I love ER nursing. I really do. I love the rush I get from successfully managing really sick patients. I love the ridiculous things overheard from patients. I love being able to help someone not by giving all the meds or hanging blood or placing an IV, but by holding their hand because it's 6am and they're sad to be missing Easter dinner later today. I love the camaraderie of all the staff placing guesses on the BAL of the local college student who just came in. I love when the ER doctor I've only just met a month ago asks if I'd be willing to housesit for her, because she thinks I'm a competent and responsible person and "would trust me with the house, since I definitely trust you with patients."
There is a lot to love in the ER.
But when someone asked me the other day how I was enjoying travel nursing, I found myself not talking about all the things listed above, but how much I hated the politics of medicine and how awful satisfaction-based care reimbursement is and how resentful I am of the people who come in and get everything they want because they're entitled and know how to work the system.
I found myself saying, "I love the ER, but I kinda hate people now." And that makes me sad. I started this career as a nice person, one who loves people and helping them and was full of naivete and compassion. In return, the direction medicine has taken is slowly overtaking the compassion in me.

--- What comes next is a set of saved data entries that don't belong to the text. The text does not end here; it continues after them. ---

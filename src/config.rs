//! Configuration management for ddns-daddy.

use crate::error::{DdnsError, Result};
use serde::{Deserialize, Serialize};
use std::collections::BTreeMap;
use std::path::PathBuf;

/// Main configuration structure.
#[derive(Debug, Clone, Serialize, Deserialize)]
pub struct Config {
    /// IP detection services to try, in order.
    #[serde(default = "default_ip_services")]
    pub ip_services: Vec<String>,

    /// Registrar credentials and record settings.
    pub registrar: RegistrarConfig,

    /// Managed records: domain -> subdomains. An empty list means the
    /// zone apex only. BTreeMap keeps domain traversal order stable.
    #[serde(default)]
    pub domains: BTreeMap<String, Vec<String>>,
}

fn default_ip_services() -> Vec<String> {
    vec![
        "https://ipv4.icanhazip.com".to_string(),
        "https://api.ipify.org".to_string(),
        "https://ifconfig.me/ip".to_string(),
    ]
}

/// GoDaddy API credentials and record defaults.
#[derive(Debug, Clone, Serialize, Deserialize)]
pub struct RegistrarConfig {
    /// API key (or environment variable name if prefixed with $).
    pub api_key: String,
    /// API secret (or environment variable name if prefixed with $).
    pub api_secret: String,
    /// TTL in seconds for written records (default: 600).
    #[serde(default = "default_ttl")]
    pub ttl: u32,
}

fn default_ttl() -> u32 {
    600
}

impl Config {
    /// Get the default config file path.
    pub fn default_path() -> Result<PathBuf> {
        let config_dir = dirs::config_dir()
            .ok_or_else(|| DdnsError::Config("Could not find config directory".to_string()))?;

        Ok(config_dir.join("ddns-daddy").join("config.toml"))
    }

    /// Load configuration from a specific path.
    pub fn load_from(path: &PathBuf) -> Result<Self> {
        let content = std::fs::read_to_string(path).map_err(|e| {
            DdnsError::Config(format!("Could not read {}: {}", path.display(), e))
        })?;
        let mut config: Config = toml::from_str(&content)?;
        config.normalize();
        config.validate()?;
        Ok(config)
    }

    /// Fill in apex defaults: a domain configured with no subdomains
    /// manages just its zone apex.
    fn normalize(&mut self) {
        for subdomains in self.domains.values_mut() {
            if subdomains.is_empty() {
                subdomains.push("@".to_string());
            }
        }
    }

    fn validate(&self) -> Result<()> {
        if self.domains.is_empty() {
            return Err(DdnsError::Config(
                "No domains configured; nothing to synchronize".to_string(),
            ));
        }
        if self.ip_services.is_empty() {
            return Err(DdnsError::Config(
                "No IP detection services configured".to_string(),
            ));
        }
        if self.registrar.resolved_api_key().is_empty()
            || self.registrar.resolved_api_secret().is_empty()
        {
            return Err(DdnsError::Config(
                "Registrar API key and secret must be set".to_string(),
            ));
        }
        Ok(())
    }

    /// All managed (domain, subdomain) pairs in deterministic order:
    /// domains sorted, subdomains as configured.
    pub fn targets(&self) -> Vec<(String, String)> {
        self.domains
            .iter()
            .flat_map(|(domain, subdomains)| {
                subdomains
                    .iter()
                    .map(move |sub| (domain.clone(), sub.clone()))
            })
            .collect()
    }
}

impl RegistrarConfig {
    /// API key with $ENV_VAR indirection resolved.
    pub fn resolved_api_key(&self) -> String {
        resolve_env(&self.api_key)
    }

    /// API secret with $ENV_VAR indirection resolved.
    pub fn resolved_api_secret(&self) -> String {
        resolve_env(&self.api_secret)
    }
}

/// Resolve environment variable references (values starting with $).
fn resolve_env(value: &str) -> String {
    if let Some(var_name) = value.strip_prefix('$') {
        std::env::var(var_name).unwrap_or_else(|_| {
            tracing::warn!("Environment variable {} not set", var_name);
            value.to_string()
        })
    } else {
        value.to_string()
    }
}

#[cfg(test)]
mod tests {
    use super::*;

    fn parse(toml_str: &str) -> Config {
        let mut config: Config = toml::from_str(toml_str).unwrap();
        config.normalize();
        config
    }

    #[test]
    fn test_parse_full_config() {
        let config = parse(
            r#"
            ip_services = ["https://ipv4.icanhazip.com"]

            [registrar]
            api_key = "key"
            api_secret = "secret"

            [domains]
            "example.com" = ["@", "www"]
            "#,
        );

        assert_eq!(config.registrar.ttl, 600);
        assert_eq!(
            config.targets(),
            vec![
                ("example.com".to_string(), "@".to_string()),
                ("example.com".to_string(), "www".to_string()),
            ]
        );
    }

    #[test]
    fn test_empty_subdomains_default_to_apex() {
        let config = parse(
            r#"
            [registrar]
            api_key = "key"
            api_secret = "secret"

            [domains]
            "example.org" = []
            "#,
        );

        assert_eq!(
            config.targets(),
            vec![("example.org".to_string(), "@".to_string())]
        );
    }

    #[test]
    fn test_targets_sorted_by_domain() {
        let config = parse(
            r#"
            [registrar]
            api_key = "key"
            api_secret = "secret"

            [domains]
            "zeta.net" = ["@"]
            "alpha.net" = ["@"]
            "#,
        );

        let domains: Vec<_> = config.targets().into_iter().map(|(d, _)| d).collect();
        assert_eq!(domains, vec!["alpha.net", "zeta.net"]);
    }

    #[test]
    fn test_validate_rejects_empty_domains() {
        let config = parse(
            r#"
            [registrar]
            api_key = "key"
            api_secret = "secret"
            "#,
        );
        assert!(config.validate().is_err());
    }

    #[test]
    fn test_resolve_env_with_value() {
        assert_eq!(resolve_env("plain_value"), "plain_value");
    }

    #[test]
    fn test_resolve_env_with_existing_var() {
        std::env::set_var("TEST_DDNS_DADDY_VAR", "resolved_value");
        assert_eq!(resolve_env("$TEST_DDNS_DADDY_VAR"), "resolved_value");
        std::env::remove_var("TEST_DDNS_DADDY_VAR");
    }
}
//! Public IP detection.

use crate::error::{DdnsError, Result};
use async_trait::async_trait;
use std::net::Ipv4Addr;
use std::time::Duration;

/// Source of the machine's current public IPv4 address.
#[cfg_attr(test, mockall::automock)]
#[async_trait]
pub trait PublicIpSource: Send + Sync {
    /// Detect the current public IPv4 address.
    async fn current_ipv4(&self) -> Result<Ipv4Addr>;
}

/// IP detector backed by plain-text address-echo services, with fallback.
pub struct IpDetector {
    client: reqwest::Client,
    services: Vec<String>,
}

impl IpDetector {
    /// Create a new IP detector with the given echo services.
    pub fn new(services: Vec<String>) -> Self {
        let client = reqwest::Client::builder()
            .timeout(Duration::from_secs(10))
            .build()
            .expect("Failed to create HTTP client");

        Self { client, services }
    }

    /// Try a single address-echo service. The body is the address,
    /// possibly surrounded by whitespace; take the first token.
    async fn try_service(&self, url: &str) -> Result<Ipv4Addr> {
        let response = self.client.get(url).send().await?;

        if !response.status().is_success() {
            return Err(DdnsError::IpDetection(format!(
                "HTTP {} from {}",
                response.status(),
                url
            )));
        }

        let text = response.text().await?;
        let ip_str = text
            .split_whitespace()
            .next()
            .ok_or_else(|| DdnsError::IpDetection(format!("Empty response from {}", url)))?;

        ip_str
            .parse()
            .map_err(|_| DdnsError::IpDetection(format!("Invalid IPv4 response: {}", ip_str)))
    }
}

#[async_trait]
impl PublicIpSource for IpDetector {
    async fn current_ipv4(&self) -> Result<Ipv4Addr> {
        for service in &self.services {
            match self.try_service(service).await {
                Ok(ip) => {
                    tracing::debug!("Detected IPv4 {} from {}", ip, service);
                    return Ok(ip);
                }
                Err(e) => {
                    tracing::warn!("Service {} failed: {}", service, e);
                }
            }
        }

        Err(DdnsError::IpDetection(
            "All IP detection services failed".to_string(),
        ))
    }
}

It's still there, but it's buried beneath cynicism and bitterness.
When I get a patient who says to me, "I hurt and the only thing which works for me is dilaudid," instead of thinking she probably hurts really bad and has been through this before I immediately jump to how much of a drug seeker she must be and how it's bullshit to even be in the ER right now. When a 22 year old comes in on the ambulance for a mild asthma exacerbation, texting and wearing a brand new hat, then asks for a cab voucher home, I don't think that perhaps he is homeless and wearing the only things of value he has in the world; instead I think that he's just a typical arrogant entitled drain on society who will get that voucher because the hospital can't say no without getting a bad review. When a patient lashes out at me and calls me horrible names, instead of thinking that he is in the most stressful time of his life and have reached the crisis point where he can't cope with the stress anymore, I immediately write him off as a horrible person and provide appropriate nursing care but extend only the bare minimum of servility to him. The things about these patients may be true, but the fact that I immediately jump to them instead of giving the patients the benefit of the doubt, if only for a moment, says a lot about me.
I never wanted to be that cynical nurse from the nursing school horror stories. But here I am, waving that flag like it's going out of style. I'm sad to have found myself in this position, because I truly do love nursing and the ER. I'm hoping the system will someway somehow start to be fixed, because seriously. This can't continue.